Боча сидел при мне уже третий срок, и все три были по трёшке. Последний раз он пробыл на воле ровно пять суток, и его чисто шофёрская душа вновь потянулась к черной, сверкающей лаком «Волге»…
Через три месяца Толяша пришёл этапом в зону и попал в ту же самую бригаду, где был в прошлый срок.
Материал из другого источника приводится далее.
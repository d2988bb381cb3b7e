//! # impactqr-api
//!
//! HTTP gateway for ImpactQR built on Axum.
//!
//! Provides the upload, download, lock and stats endpoints, the HTML status
//! pages served to browsers that follow a dead link, middleware (CORS,
//! compression, request logging), DTOs, and error mapping.

pub mod app;
pub mod dto;
pub mod error;
pub mod handlers;
pub mod middleware;
pub mod pages;
pub mod router;
pub mod state;

pub use app::{build_app, run_server};
pub use state::AppState;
Толю Бочкарева из Кунгура знали очень многие люди, и в основном из-за его неунывающего лица и приколов… Одно время он работал бригадиром разделочной бригады и как-то, рассердившись на администрацию за явный грабеж после обычного, пятидесятипроцентного, по закону, Толяша сдуру тисканул в наряды то, до чего не додумался бы и сам Михаил Жванецкий. На одном из бланков, в середине, где указывают вид работ, он записал следующее: «Закат солнца вручную». Далее чин по чину и как обычно шли нормы, расценки и кубатура «закатанного вручную». На нашей бирже действительно выполнялась тьма ручной работы, и потому мастера и начальники всегда бегло просматривали само описание работ, привычное и надоевшее, но очень внимательно изучали объёмы… Запись эта прошла как по маслу, и подписанные всеми биржевыми и самим Сучк°й наряды легаи на стол в бухгалтерии. Вот тут-то и началась настоящая комедия. Молодая, неопытная операционистка сразу не сообразила, что означает слово «солнце», и, подумав, что это очередной жаргон бригадира-зека, вставленный им по запарке и автоматически, обратилась за разъяснением к своей старшей подруге и коллеге. Та, естественно, округлила глаза от изумления, но, веря подписям начальства, призадумалась тоже. Таким образом, дело дошло до справочников и самого главбуха! Далее помог телефон…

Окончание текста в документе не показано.